Here we are in Durham, and three miles from Darlington. Looking backwards on crossing the bridge, the few scattered houses of the hither shore are seen beside the way; one of them, the “Cornet” hotel, with a weather-beaten picture-sign of the famous pedigree bull of that name, and the inscription, “‘Comet,’ sold in 1810 for one thousand guineas.” The Tees goes on its rippling way through the pointed arches of the historic bridge, with broad shingly beaches over against the rich meadows, the road pursuing its course to cross that rival stream, the Skerne, at Oxneyfield Bridge, a quarter of a mile ahead. Close by, in a grass meadow to the right of the road, are the four pools called by the terrific name of “Hell’s Kettles,” which testify by the sulphureous taste of their water to the quality of Croft Spa.

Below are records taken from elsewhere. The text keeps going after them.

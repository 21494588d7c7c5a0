use std::collections::BTreeSet;
use std::sync::atomic::{AtomicUsize, Ordering};
use std::sync::Arc;
use std::time::Duration;

use anyhow::{bail, Result};
use serde_json::{json, Value};

use modflow::{
    Category, ContextError, ExecutionContext, Executor, Flags, ModuleNode, ModuleRegistry,
    ModuleStatus, NoReuse, Pipeline, PriorRun, RunStatus, Settings,
};

fn settings() -> Settings {
    simple_logging::log_to_stderr(log::LevelFilter::Trace);
    Settings {
        verbose: 1,
        poll_interval: Duration::from_millis(5),
        print_recap: true,
        ..Settings::default()
    }
}

fn set(names: &[&str]) -> BTreeSet<String> {
    names.iter().map(|s| s.to_string()).collect()
}

fn transcript() -> Value {
    json!({
        "segments": [
            {"speaker": "A", "text": "I think this is going well"},
            {"speaker": "B", "text": "I'm not so sure about that"},
            {"speaker": "A", "text": "Why not"},
        ]
    })
}

fn segment_count(input: &Value) -> u64 {
    input["segments"].as_array().map_or(0, |s| s.len() as u64)
}

/// A small set of analysis modules wired like a real pipeline.
fn analysis_registry() -> Result<ModuleRegistry> {
    let mut reg = ModuleRegistry::new();
    reg.register(
        ModuleNode::from_fn("stats", |ctx| Ok(json!({ "segments": segment_count(ctx.input()) })))
            .describe("basic transcript statistics"),
    )?;
    reg.register(
        ModuleNode::from_fn("sentiment", |ctx| {
            Ok(json!({ "scored": segment_count(ctx.input()) }))
        })
        .category(Category::Medium),
    )?;
    reg.register(
        ModuleNode::from_fn("emotion", |_| Ok(json!({ "dominant": "neutral" })))
            .category(Category::Medium),
    )?;
    reg.register(
        ModuleNode::from_fn("affect_tension", |ctx| {
            let scored = ctx.result("sentiment").map_or(Value::Null, |s| s["scored"].clone());
            let emotion = ctx.result("emotion").map_or(Value::Null, |e| e["dominant"].clone());
            Ok(json!({ "scored": scored, "emotion": emotion }))
        })
        .depends_on(["sentiment", "emotion"])
        .category(Category::Heavy),
    )?;
    reg.register(
        ModuleNode::from_fn("summary", |ctx| {
            let mut names: Vec<&str> = ctx.results().map(|(name, _)| name).collect();
            names.sort();
            Ok(json!({ "from": names }))
        })
        .depends_on(["stats", "affect_tension"]),
    )?;
    Ok(reg)
}

#[test]
fn test_full_run() -> Result<()> {
    let pipeline = Pipeline::new(analysis_registry()?, settings())?;
    let result = pipeline.run(&set(&["summary"]), transcript(), Flags::new(), &NoReuse)?;

    assert!(result.is_success());
    assert_eq!(result.status, RunStatus::Completed);
    assert_eq!(
        result.modules_run,
        vec!["stats", "emotion", "sentiment", "affect_tension", "summary"]
    );
    assert_eq!(
        result.output("affect_tension"),
        Some(&json!({ "scored": 3, "emotion": "neutral" }))
    );
    assert_eq!(
        result.output("summary"),
        Some(&json!({ "from": ["affect_tension", "emotion", "sentiment", "stats"] }))
    );
    assert_eq!(result.plan.added_as_dependencies().len(), 4);
    Ok(())
}

#[test]
fn test_missing_dependency_fails_validation() -> Result<()> {
    let mut reg = analysis_registry()?;
    reg.register(ModuleNode::from_fn("topics", |_| Ok(json!([]))).depends_on(["embeddings"]))?;

    let validation = reg.validate();
    assert_eq!(
        validation.errors,
        vec!["Module 'topics' depends on 'embeddings' which is not registered"]
    );

    let err = match Pipeline::new(reg, settings()) {
        Ok(_) => bail!("pipeline accepted an invalid registry"),
        Err(e) => e,
    };
    assert!(format!("{err:#}").contains("embeddings"));
    Ok(())
}

#[test]
fn test_failure_skips_dependents_only() -> Result<()> {
    let mut reg = ModuleRegistry::new();
    reg.register(ModuleNode::from_fn("a", |_| bail!("tokenizer unavailable")))?;
    reg.register(ModuleNode::from_fn("b", |_| Ok(json!(1))).depends_on(["a"]))?;
    reg.register(ModuleNode::from_fn("c", |_| Ok(json!(2))))?;

    let pipeline = Pipeline::new(reg, settings())?;
    let result = pipeline.run(&set(&["b", "c"]), transcript(), Flags::new(), &NoReuse)?;

    assert!(!result.is_success());
    assert_eq!(result.status, RunStatus::Completed);
    assert_eq!(result.failed(), vec!["a"]);
    assert_eq!(result.skipped(), vec![("b", "missing dependencies: {a}")]);
    assert_eq!(result.modules_run, vec!["c"]);
    assert_eq!(result.errors[0].to_string(), "a: tokenizer unavailable");
    Ok(())
}

#[test]
fn test_reuse_skips_execution() -> Result<()> {
    let calls = Arc::new(AtomicUsize::new(0));
    let mut reg = ModuleRegistry::new();
    for name in ["stats", "sentiment"] {
        let calls = Arc::clone(&calls);
        reg.register(ModuleNode::from_fn(name, move |_| {
            calls.fetch_add(1, Ordering::SeqCst);
            Ok(json!(null))
        }))?;
    }
    let pipeline = Pipeline::new(reg, settings())?;
    let requested = set(&["stats", "sentiment"]);

    let prior = PriorRun::reusable("2026-10-01-a", ["sentiment", "stats"]);
    let reused = pipeline.run(&requested, transcript(), Flags::new(), &prior)?;
    assert_eq!(reused.status, RunStatus::Reused);
    assert_eq!(reused.modules_run, vec!["sentiment", "stats"]);
    assert_eq!(calls.load(Ordering::SeqCst), 0);

    let fresh = pipeline.run(&requested, transcript(), Flags::new(), &NoReuse)?;
    assert_eq!(fresh.status, RunStatus::Completed);
    assert_eq!(calls.load(Ordering::SeqCst), 2);
    Ok(())
}

#[test]
fn test_linear_chain() -> Result<()> {
    let mut reg = ModuleRegistry::new();
    for i in 0..15 {
        let mut node = ModuleNode::from_fn(format!("m{i:02}"), move |ctx| {
            let prev = match i {
                0 => 0,
                _ => ctx.result(&format!("m{:02}", i - 1)).and_then(Value::as_u64).unwrap_or(0),
            };
            Ok(json!(prev + 1))
        });
        if i > 0 {
            node = node.depends_on([format!("m{:02}", i - 1)]);
        }
        // categories shouldn't be able to pull a module ahead of its dependency:
        node = node.category(if i % 2 == 0 { Category::Heavy } else { Category::Light });
        reg.register(node)?;
    }

    let pipeline = Pipeline::new(reg, settings())?;
    let result = pipeline.run(&set(&["m14"]), transcript(), Flags::new(), &NoReuse)?;
    let expected: Vec<String> = (0..15).map(|i| format!("m{i:02}")).collect();
    assert_eq!(result.modules_run, expected);
    assert_eq!(result.output("m14"), Some(&json!(15)));
    Ok(())
}

#[test]
fn test_unknown_module_is_fatal() -> Result<()> {
    let pipeline = Pipeline::new(analysis_registry()?, settings())?;
    let err = match pipeline.run(&set(&["diarization"]), transcript(), Flags::new(), &NoReuse) {
        Ok(_) => bail!("run of unregistered module succeeded"),
        Err(e) => e,
    };
    assert!(format!("{err:#}").contains("Module 'diarization' is not registered"));
    Ok(())
}

#[test]
fn test_empty_input() -> Result<()> {
    let pipeline = Pipeline::new(analysis_registry()?, settings())?;
    let result = pipeline.run(&set(&["stats"]), json!({}), Flags::new(), &NoReuse)?;
    assert_eq!(result.status, RunStatus::Failed);
    assert!(result.modules_run.is_empty());
    assert_eq!(result.errors.len(), 1);
    assert_eq!(result.errors[0].module, modflow::INPUT_MODULE);
    Ok(())
}

#[test]
fn test_flags_visible_to_modules() -> Result<()> {
    let mut reg = ModuleRegistry::new();
    reg.register(ModuleNode::from_fn("lang", |ctx| {
        Ok(ctx.flag("language").cloned().unwrap_or(Value::Null))
    }))?;
    let pipeline = Pipeline::new(reg, settings())?;

    let mut flags = Flags::new();
    flags.insert("language".to_owned(), json!("de"));
    let result = pipeline.run(&set(&["lang"]), transcript(), flags, &NoReuse)?;
    assert_eq!(result.output("lang"), Some(&json!("de")));
    Ok(())
}

#[test]
fn test_context_frozen_after_run() -> Result<()> {
    let mut reg = analysis_registry()?;
    reg.finalize()?;
    let plan = modflow::Resolver::new(&reg).resolve(&set(&["stats"]))?;

    let mut ctx = ExecutionContext::new(transcript(), Flags::new());
    let result = Executor::new(&reg, &settings()).execute(&plan, &mut ctx, &NoReuse);
    assert!(result.is_success());

    assert!(ctx.is_frozen());
    assert_eq!(
        ctx.store_result("late", json!(null)),
        Err(ContextError::Frozen("late".to_owned()))
    );
    assert!(ctx.read_only()?.result("stats").is_some());

    ctx.close();
    assert!(!ctx.has_result("stats"));
    Ok(())
}

#[test]
fn test_preflight() -> Result<()> {
    let pipeline = Pipeline::new(analysis_registry()?, settings())?;

    let ok = pipeline.preflight(&set(&["affect_tension"]));
    assert!(ok.is_runnable());
    assert_eq!(
        ok.order,
        Some(vec![
            "emotion".to_owned(),
            "sentiment".to_owned(),
            "affect_tension".to_owned()
        ])
    );

    let bad = pipeline.preflight(&set(&["stats", "speaker_turns"]));
    assert!(!bad.is_runnable());
    assert_eq!(bad.unregistered, vec!["speaker_turns"]);
    Ok(())
}

#[test]
fn test_timeout_and_panic_are_isolated() -> Result<()> {
    let mut reg = ModuleRegistry::new();
    reg.register(
        ModuleNode::from_fn("hang", |_| {
            std::thread::sleep(Duration::from_secs(10));
            Ok(json!(null))
        })
        .timeout(Duration::from_millis(30)),
    )?;
    reg.register(ModuleNode::from_fn("crash", |_| panic!("bad segment")))?;
    reg.register(ModuleNode::from_fn("stats", |ctx| Ok(json!(segment_count(ctx.input())))))?;

    let pipeline = Pipeline::new(reg, settings())?;
    let result = pipeline.run(
        &set(&["hang", "crash", "stats"]),
        transcript(),
        Flags::new(),
        &NoReuse,
    )?;
    assert_eq!(result.status_of("hang"), Some(ModuleStatus::TimedOut));
    assert_eq!(result.status_of("crash"), Some(ModuleStatus::Failed));
    assert_eq!(result.modules_run, vec!["stats"]);
    assert_eq!(result.output("stats"), Some(&json!(3)));
    Ok(())
}

#[test]
fn test_module_without_time_limit() -> Result<()> {
    let mut reg = ModuleRegistry::new();
    reg.register(
        ModuleNode::from_fn("stats", |ctx| Ok(json!(segment_count(ctx.input()))))
            .timeout(Duration::MAX),
    )?;
    let pipeline = Pipeline::new(reg, settings())?;

    let result = pipeline.run(&set(&["stats"]), transcript(), Flags::new(), &NoReuse)?;
    assert!(result.is_success());
    assert_eq!(result.output("stats"), Some(&json!(3)));
    Ok(())
}

#[test]
fn test_reuse_of_partial_prior_run() -> Result<()> {
    let pipeline = Pipeline::new(analysis_registry()?, settings())?;
    let prior = PriorRun::reusable("2026-10-02-b", ["emotion"]);
    let result = pipeline.run(&set(&["affect_tension"]), transcript(), Flags::new(), &prior)?;

    assert_eq!(result.status, RunStatus::Reused);
    assert_eq!(result.modules_run, vec!["emotion"]);
    assert!(result.errors.is_empty());
    assert!(result.is_success());
    Ok(())
}

#[test]
fn test_parallel_pipeline() -> Result<()> {
    let settings = Settings {
        max_workers: 3,
        ..settings()
    };
    let pipeline = Pipeline::new(analysis_registry()?, settings)?;
    let result = pipeline.run(&set(&["summary"]), transcript(), Flags::new(), &NoReuse)?;

    assert!(result.is_success());
    assert_eq!(
        result.modules_run,
        vec!["stats", "emotion", "sentiment", "affect_tension", "summary"]
    );
    assert_eq!(
        result.output("summary"),
        Some(&json!({ "from": ["affect_tension", "emotion", "sentiment", "stats"] }))
    );
    Ok(())
}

Of course, they have their wonderful legends; Ogilby in 1676 noted that. “At Oxenhall,” he says, “are three Pits call’d Hell-kettles, whereof the vulgar tell you many fabulous stories.” They have long been current, then; the first telling how on Christmas Day 1179 the ground rose to the height of the highest hills, “higher than the spires and towers of the churches, and so remained at that height from nine of the morning until sunset. At the setting of the sun the earth fell in with so horrid a crash that all who saw that strange mound and heard its fall were so amazed that for very fear many died, for the earth swallowed up that mound, and where it stood was a deep pool.” This circumstantial story was told by an abbot of Jervaulx, but is not sufficiently marvellous for the peasantry, who account for the pool by a tale of supernatural intervention. According to this precious legend, the farmer owning the field being about to carry his hay on June 11, St. Barnabas’ Day, it was pointed out that he had much better attend to his religious duties than work on the anniversary of the blessed saint, whereupon he replied:—

Barnaby yea, Barnaby nay,
I’ll hae my hay, whether God will or nay:

and, the ground opening, he and his carts and horses were instantly swallowed up. The tale goes on to say that, given a fine day and clear water, the impious farmer and his carts and horses may yet be seen floating deep down in these supposedly fathomless pools! De Foe, however, travelling this way in 1724, is properly impatient of these tales. “’Tis evident,” says he, “they are nothing but old coal-pits, filled with water by the river Tees.”